What we choose to emphasize in this complex history will determine our lives. If we see only the worst, it destroys our capacity to do something. If we remember those times and places—and there are so many—where people have behaved magnificently, this gives us the energy to act, and at least the possibility of sending this spinning top of a world in a different direction.
And if we do act, in however small a way, we don’t have to wait for some grand utopian future. The future is an infinite succession of presents, and to live now as we think human beings should live, in defiance of all that is bad around us, is itself a marvelous victory.” ― Howard Zinn
“A great hope fell
You heard no noise
The ruin was within.” ― Emily Dickinson
“To love means loving the unlovable. To forgive means pardoning the unpardonable. Faith means believing the unbelievable. Hope means hoping when everything seems hopeless.” ― G.K. Chesterton
“Those who make us believe that anything’s possible and fire our imagination over the long haul, are often the ones who have survived the bleakest of circumstances. The men and women who have every reason to despair, but don’t, may have the most to teach us, not only about how to hold true to our beliefs, but about how such a life can bring about seemingly impossible social change. ”

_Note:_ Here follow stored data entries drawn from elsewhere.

//! Batch Import Tests for spriteport
//!
//! Tests verify:
//! - A failing file never halts the batch
//! - Failures are collected in input order
//! - Progress is reported per file
//!
//! ## Running Tests
//!
//! ```bash
//! cargo test -p spriteport-tests --test batch
//! ```

use pretty_assertions::assert_eq;
use spriteport_import::{import_batch, ControllerTarget, ImportObserver, ImportStage, Importer};
use spriteport_spec::{ImportErrorKind, ImporterConfiguration};
use spriteport_tests::{FakeExporter, ProjectFixture};
use std::path::{Path, PathBuf};

/// Records everything the batch reports.
#[derive(Default)]
struct Recorder {
    started: Vec<(usize, usize)>,
    finished: Vec<(usize, bool)>,
    failed_stages: Vec<PathBuf>,
}

impl ImportObserver for Recorder {
    fn stage_changed(&mut self, path: &Path, stage: ImportStage) {
        if stage == ImportStage::Failed {
            self.failed_stages.push(path.to_path_buf());
        }
    }

    fn file_started(&mut self, index: usize, total: usize, _path: &Path) {
        self.started.push((index, total));
    }

    fn file_finished(&mut self, index: usize, _total: usize, _path: &Path, ok: bool) {
        self.finished.push((index, ok));
    }
}

#[test]
fn test_second_of_three_fails_in_tool() {
    let project = ProjectFixture::new();
    let paths = vec![
        project.add_source("hero.aseprite"),
        project.add_source("slime.aseprite"),
        project.add_source("bat.ase"),
    ];
    let config = ImporterConfiguration::default();
    let exporter = FakeExporter::new().failing("slime", "Error: file is corrupted");
    let importer = Importer::new(&config, &exporter);
    let mut recorder = Recorder::default();

    let report = import_batch(&importer, &paths, &ControllerTarget::None, &mut recorder);

    assert_eq!(report.total(), 3);
    assert_eq!(report.failure_count(), 1);
    assert!(report.outcomes[0].is_success());
    assert!(!report.outcomes[1].is_success());
    assert!(report.outcomes[2].is_success());

    let failures: Vec<_> = report.failures().collect();
    assert_eq!(failures.len(), 1);
    let (path, error) = failures[0];
    assert_eq!(path, paths[1].as_path());
    assert_eq!(error.kind(), ImportErrorKind::ExternalToolFailure);
    assert_eq!(error.stderr(), Some("Error: file is corrupted"));

    assert_eq!(exporter.calls(), paths);
    assert_eq!(recorder.started, vec![(0, 3), (1, 3), (2, 3)]);
    assert_eq!(recorder.finished, vec![(0, true), (1, false), (2, true)]);
    assert_eq!(recorder.failed_stages, vec![paths[1].clone()]);

    assert!(project.path().join("Sprites/hero.sprites.json").is_file());
    assert!(project.path().join("Sprites/bat.sprites.json").is_file());
    assert!(!project.path().join("Sprites/slime.sprites.json").exists());
}

#[test]
fn test_tool_without_output_is_external_failure() {
    let project = ProjectFixture::new();
    let paths = vec![project.add_source("ghost.aseprite")];
    let config = ImporterConfiguration::default();
    let exporter = FakeExporter::new().silent("ghost");
    let importer = Importer::new(&config, &exporter);

    let report = import_batch(
        &importer,
        &paths,
        &ControllerTarget::None,
        &mut spriteport_import::NoopObserver,
    );

    let (_, error) = report.failures().next().unwrap();
    assert_eq!(error.kind(), ImportErrorKind::ExternalToolFailure);
    assert!(error.to_string().contains("did not produce"));
}

#[test]
fn test_missing_source_is_reported_not_fatal() {
    let project = ProjectFixture::new();
    let paths = vec![
        project.path().join("missing.aseprite"),
        project.add_source("hero.aseprite"),
    ];
    let config = ImporterConfiguration::default();
    let exporter = FakeExporter::new();
    let importer = Importer::new(&config, &exporter);

    let report = import_batch(
        &importer,
        &paths,
        &ControllerTarget::Base,
        &mut spriteport_import::NoopObserver,
    );

    assert_eq!(report.success_count(), 1);
    assert_eq!(report.failure_count(), 1);
    assert_eq!(exporter.calls(), vec![paths[1].clone()]);
    let imported = report.succeeded().next().unwrap();
    assert!(imported.controller.is_some());
    assert!(project.path().join("hero.controller.json").is_file());
}
//! Per-file import results.

use serde::{Deserialize, Serialize};
use std::path::PathBuf;

use crate::artifact::{ArtifactRecord, ArtifactStatus};
use crate::clip::{AnimationClipData, RuleMatch};

/// A clip artifact written for one assembled clip.
#[derive(Debug, Clone, PartialEq, Eq, Serialize, Deserialize)]
pub struct ClipArtifactRef {
    pub clip_name: String,
    pub path: PathBuf,
    /// Path relative to the source directory, as referenced by controllers.
    pub relative_path: String,
    pub status: ArtifactStatus,
}

/// Outcome of importing one source file.
#[derive(Debug, Clone, PartialEq, Serialize, Deserialize)]
pub struct ImportResult {
    pub source_asset_path: PathBuf,
    /// Source file stem; names every artifact of this import.
    pub base_name: String,
    /// Directory the artifacts were written beneath.
    pub output_dir: PathBuf,
    pub has_animations: bool,
    pub clips: Vec<AnimationClipData>,
    /// Sheet image and sprite sheet artifact.
    pub sprite_artifacts: Vec<ArtifactRecord>,
    pub clip_artifacts: Vec<ClipArtifactRef>,
    pub rule_matches: Vec<RuleMatch>,
    /// Tag names the tool declared in its metadata.
    pub declared_tags: Vec<String>,
}

impl ImportResult {
    pub fn clip(&self, name: &str) -> Option<&AnimationClipData> {
        self.clips.iter().find(|c| c.name == name)
    }

    pub fn clip_names(&self) -> Vec<&str> {
        self.clips.iter().map(|c| c.name.as_str()).collect()
    }

    pub fn clip_artifact(&self, clip_name: &str) -> Option<&ClipArtifactRef> {
        self.clip_artifacts.iter().find(|c| c.clip_name == clip_name)
    }

    /// Every artifact path of this import with its write status.
    pub fn artifacts(&self) -> Vec<ArtifactRecord> {
        self.sprite_artifacts
            .iter()
            .cloned()
            .chain(self.clip_artifacts.iter().map(|c| ArtifactRecord {
                path: c.path.clone(),
                status: c.status,
            }))
            .collect()
    }

    /// Declared tags with no clip of the same name.
    ///
    /// A non-empty answer usually means the labels did not follow the naming
    /// convention.
    pub fn unmatched_tags(&self) -> Vec<&str> {
        self.declared_tags
            .iter()
            .filter(|tag| self.clip(tag).is_none())
            .map(|tag| tag.as_str())
            .collect()
    }
}
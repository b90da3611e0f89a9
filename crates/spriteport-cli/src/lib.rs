//! spriteport CLI library.
//!
//! Commands, the project configuration store and path expansion used by the
//! `spriteport` binary.

pub mod commands;
pub mod config_store;
pub mod input;
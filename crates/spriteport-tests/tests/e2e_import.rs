//! End-to-End Import Tests for spriteport
//!
//! Tests verify:
//! - Artifacts produced for a well-formed sheet
//! - Idempotent re-import (identical files, identical sprite ids)
//! - Malformed metadata leaves no artifacts
//! - Non-looping rules applied through the whole pipeline
//!
//! ## Running Tests
//!
//! ```bash
//! cargo test -p spriteport-tests --test e2e_import
//! ```

use pretty_assertions::assert_eq;
use spriteport_backend_aseprite::parse_metadata;
use spriteport_import::Importer;
use spriteport_spec::{
    ArtifactStatus, ClipArtifact, ImportErrorKind, ImporterConfiguration, SpriteSheetArtifact,
};
use spriteport_tests::fixtures::{MALFORMED_JSON, SHEET_PNG};
use spriteport_tests::{sheet_json, sheet_json_mapping, FakeExporter, ProjectFixture, TagSpec};

fn hero_tags() -> Vec<TagSpec<'static>> {
    vec![
        TagSpec::new("walk", 4, 100),
        TagSpec::new("idle", 2, 250),
        TagSpec::new("jump", 3, 80),
    ]
}

// ============================================================================
// Artifact Tests
// ============================================================================

#[test]
fn test_import_writes_sheet_sprites_and_clips() {
    let project = ProjectFixture::new();
    let source = project.add_source("art/hero.aseprite");
    let config = ImporterConfiguration::default();
    let exporter = FakeExporter::new().with_sheet("hero", sheet_json("hero", &hero_tags()));

    let result = Importer::new(&config, &exporter).import(&source).unwrap();

    assert!(result.has_animations);
    assert_eq!(result.clip_names(), vec!["walk", "idle", "jump"]);
    assert!(result.unmatched_tags().is_empty());

    let sheet: SpriteSheetArtifact = project.read_json("art/Sprites/hero.sprites.json");
    assert_eq!(sheet.texture, "Sprites/hero.png");
    assert_eq!(sheet.sprites.len(), 9);
    assert_eq!(sheet.width, 9 * 16);
    assert_eq!(
        sheet.texture_hash,
        blake3::hash(SHEET_PNG).to_hex().to_string()
    );

    let walk: ClipArtifact = project.read_json("art/Animations/hero_walk.anim.json");
    assert_eq!(walk.name, "walk");
    assert_eq!(walk.sprite_sheet, "Sprites/hero.sprites.json");
    assert_eq!(walk.binding.component, "SpriteRenderer");
    // 4 frames x 6 samples + closing key
    assert_eq!(walk.length_samples, 24);
    assert_eq!(walk.keyframes.len(), 5);
    for key in &walk.keyframes {
        assert_eq!(sheet.sprite(&key.sprite).unwrap().id, key.sprite_id);
    }

    let idle: ClipArtifact = project.read_json("art/Animations/hero_idle.anim.json");
    let samples: Vec<u32> = idle.keyframes.iter().map(|k| k.sample).collect();
    assert_eq!(samples, vec![0, 15, 30]);
}

#[test]
fn test_subfolders_can_be_disabled() {
    let project = ProjectFixture::new();
    let source = project.add_source("hero.aseprite");
    let mut config = ImporterConfiguration::default();
    config.save_sprites_to_subfolder = false;
    config.save_animations_to_subfolder = false;
    let exporter = FakeExporter::new();

    Importer::new(&config, &exporter).import(&source).unwrap();

    let files: Vec<String> = project.artifact_hashes().into_keys().collect();
    assert_eq!(
        files,
        vec!["hero.png", "hero.sprites.json", "hero_idle.anim.json"]
    );
}

// ============================================================================
// Idempotence Tests
// ============================================================================

#[test]
fn test_reimport_is_a_no_op() {
    let project = ProjectFixture::new();
    let source = project.add_source("hero.aseprite");
    let config = ImporterConfiguration::default();
    let exporter = FakeExporter::new().with_sheet("hero", sheet_json("hero", &hero_tags()));
    let importer = Importer::new(&config, &exporter);

    let first = importer.import(&source).unwrap();
    let before = project.artifact_hashes();
    let second = importer.import(&source).unwrap();

    assert_eq!(before, project.artifact_hashes());
    assert!(first
        .artifacts()
        .iter()
        .all(|a| a.status == ArtifactStatus::Created));
    assert!(second
        .artifacts()
        .iter()
        .all(|a| a.status == ArtifactStatus::Unchanged));
    assert_eq!(first.clips, second.clips);
}

#[test]
fn test_reimport_keeps_sprite_ids_of_surviving_frames() {
    let project = ProjectFixture::new();
    let source = project.add_source("hero.aseprite");
    let config = ImporterConfiguration::default();

    let exporter =
        FakeExporter::new().with_sheet("hero", sheet_json("hero", &[TagSpec::new("walk", 2, 100)]));
    Importer::new(&config, &exporter).import(&source).unwrap();

    // Tamper with an id to prove it is read back rather than re-derived.
    let mut sheet: SpriteSheetArtifact = project.read_json("Sprites/hero.sprites.json");
    sheet.sprites[0].id = "artist-assigned".to_string();
    project.write_json("Sprites/hero.sprites.json", &sheet);

    let exporter = FakeExporter::new().with_sheet(
        "hero",
        sheet_json("hero", &[TagSpec::new("walk", 3, 100)]),
    );
    let result = Importer::new(&config, &exporter).import(&source).unwrap();

    let sheet: SpriteSheetArtifact = project.read_json("Sprites/hero.sprites.json");
    assert_eq!(sheet.sprites.len(), 3);
    assert_eq!(sheet.sprite("hero_walk_0").unwrap().id, "artist-assigned");

    let walk: ClipArtifact = project.read_json("Animations/hero_walk.anim.json");
    assert_eq!(walk.keyframes[0].sprite_id, "artist-assigned");
    assert_eq!(
        result.clip_artifact("walk").unwrap().status,
        ArtifactStatus::Updated
    );
}

// ============================================================================
// Failure Tests
// ============================================================================

#[test]
fn test_malformed_metadata_writes_zero_artifacts() {
    let project = ProjectFixture::new();
    let source = project.add_source("hero.aseprite");
    let config = ImporterConfiguration::default();
    let exporter = FakeExporter::new().with_sheet("hero", MALFORMED_JSON);

    let err = Importer::new(&config, &exporter).import(&source).unwrap_err();

    assert_eq!(err.kind(), ImportErrorKind::MalformedMetadata);
    assert_eq!(err.path(), source.as_path());
    assert!(err.to_string().contains("rectangle"));
    assert!(project.artifact_hashes().is_empty());
}

#[test]
fn test_unsegmentable_labels_are_empty_clip_set() {
    let project = ProjectFixture::new();
    let source = project.add_source("hero.aseprite");
    let config = ImporterConfiguration::default();
    let json = r#"{"frames": {
        "_0": {"frame": {"x": 0, "y": 0, "w": 8, "h": 8}, "duration": 100},
        " 1": {"frame": {"x": 8, "y": 0, "w": 8, "h": 8}, "duration": 100}
    }}"#;
    let exporter = FakeExporter::new().with_sheet("hero", json);

    let err = Importer::new(&config, &exporter).import(&source).unwrap_err();
    assert_eq!(err.kind(), ImportErrorKind::EmptyClipSet);
    assert!(project.artifact_hashes().is_empty());
}

#[test]
fn test_clips_sharing_an_artifact_file_are_rejected() {
    let project = ProjectFixture::new();
    let source = project.add_source("hero.aseprite");
    let config = ImporterConfiguration::default();
    let exporter = FakeExporter::new().with_sheet(
        "hero",
        sheet_json(
            "hero",
            &[TagSpec::new("a:b", 1, 100), TagSpec::new("a_b", 1, 100)],
        ),
    );

    let err = Importer::new(&config, &exporter).import(&source).unwrap_err();

    assert_eq!(err.kind(), ImportErrorKind::ArtifactWriteFailure);
    assert!(err.path().ends_with("Animations/hero_a_b.anim.json"));
    assert!(project.artifact_hashes().is_empty());
}

// ============================================================================
// Parsing and Rules
// ============================================================================

#[test]
fn test_parser_preserves_count_and_order() {
    for json in [
        sheet_json("hero", &hero_tags()),
        sheet_json_mapping("hero", &hero_tags()),
    ] {
        let sheet = parse_metadata(&json).unwrap();
        assert_eq!(sheet.frames.len(), 9);
        assert!(sheet
            .frames
            .windows(2)
            .all(|w| w[0].sequence_index < w[1].sequence_index));
        assert_eq!(sheet.frames[4].source_name, "hero_idle_0");
    }
}

#[test]
fn test_mapping_layout_imports_like_array_layout() {
    let config = ImporterConfiguration::default();

    let array_project = ProjectFixture::new();
    let source = array_project.add_source("hero.aseprite");
    let exporter = FakeExporter::new().with_sheet("hero", sheet_json("hero", &hero_tags()));
    Importer::new(&config, &exporter).import(&source).unwrap();

    let mapping_project = ProjectFixture::new();
    let source = mapping_project.add_source("hero.aseprite");
    let exporter =
        FakeExporter::new().with_sheet("hero", sheet_json_mapping("hero", &hero_tags()));
    Importer::new(&config, &exporter).import(&source).unwrap();

    assert_eq!(
        array_project.artifact_hashes(),
        mapping_project.artifact_hashes()
    );
}

#[test]
fn test_non_looping_rules_reach_clip_artifacts() {
    let project = ProjectFixture::new();
    let source = project.add_source("hero.aseprite");
    let mut config = ImporterConfiguration::default();
    for rule in ["walk", "^run.*", "walk("] {
        assert!(config.non_looping_rules.add(rule));
    }
    let exporter = FakeExporter::new().with_sheet(
        "hero",
        sheet_json(
            "hero",
            &[
                TagSpec::new("walk_left", 2, 100),
                TagSpec::new("run_01", 2, 100),
                TagSpec::new("idle", 2, 100),
            ],
        ),
    );

    let result = Importer::new(&config, &exporter).import(&source).unwrap();

    for (clip, loops) in [("walk_left", false), ("run_01", false), ("idle", true)] {
        let artifact: ClipArtifact =
            project.read_json(&format!("Animations/hero_{clip}.anim.json"));
        assert_eq!(artifact.loops, loops, "clip {clip}");
    }
    let literal = result
        .rule_matches
        .iter()
        .find(|m| m.rule == "walk(")
        .unwrap();
    assert!(literal.literal);
    assert!(literal.clips.is_empty());
}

― Paul Rogat Loeb, The Impossible Will Take a Little While: A Citizen’s Guide to Hope in a Time of Fear
Studs Terkel 1912-2008 Oral historian and Chicago based broadcast journalistHope Dies Last: Keeping the Faith in Difficult Times (2003)
Interview in The Sun MagazineMichael Shapiro: Just one last question: Are you still hopeful about this country?Studs Terkel: You know what, whether I want to be or not, I have to be. It’s as simple as that.
Joys & Concerns
When one of us is blessed we are all blessed.
When one of us experiences sorrow we all feel the pain.
Congratulations and Happy Anniversary to Jim and Dale Holden on their 28th wedding anniversary that they recently celebrated!!
Congratulations to a new local business that opened last week-end, The Shirewood Smokehouse on upper Military Street (Where Nan’s convenience store was previously located). Stop by to show your support and try some amazing smoked meats.
the smoker is named “Marge”
Please send in joys and concerns during the week to dave@backwoodsblog.com and I will post them on the Support Page.
Prayer List
For those recovering from COVID-19 in the state of Maine
Local emergency personnel and hospital staff
For our state and national leaders as they respond to the current coronavirus crisis
For those working for social justice and societal change
Pray for peaceful action and democratic process in our nation
Prayers for our members and friends in the Gardiner Health Care Facility, and Madigan Estates.
Prayers for refugees in Eastern Europe, Central America and for those along our southern border
Concerns regarding the new covid variant Omicron
Prayers for the easing of tension on the Ukrainian border between Russia, NATO and US
Prayers for all those struggling with discouragement, the winter blues or depression this time of year.
Prayers for the family of Leola Bishop during this time of loss and grief
Prayers for truckers, protesters and law enforcement involved in the stand-offs in Ottawa and other Canadian locations. We pray for peaceful and non-violent actions.
The Four Limitless Ones Prayer
May all sentient beings enjoy happiness and the root of happiness.
May we be free from suffering and the root of suffering.
May we not be separated from the great happiness devoid of suffering.
May we dwell in the great equanimity free from anger, aggression and exclusion.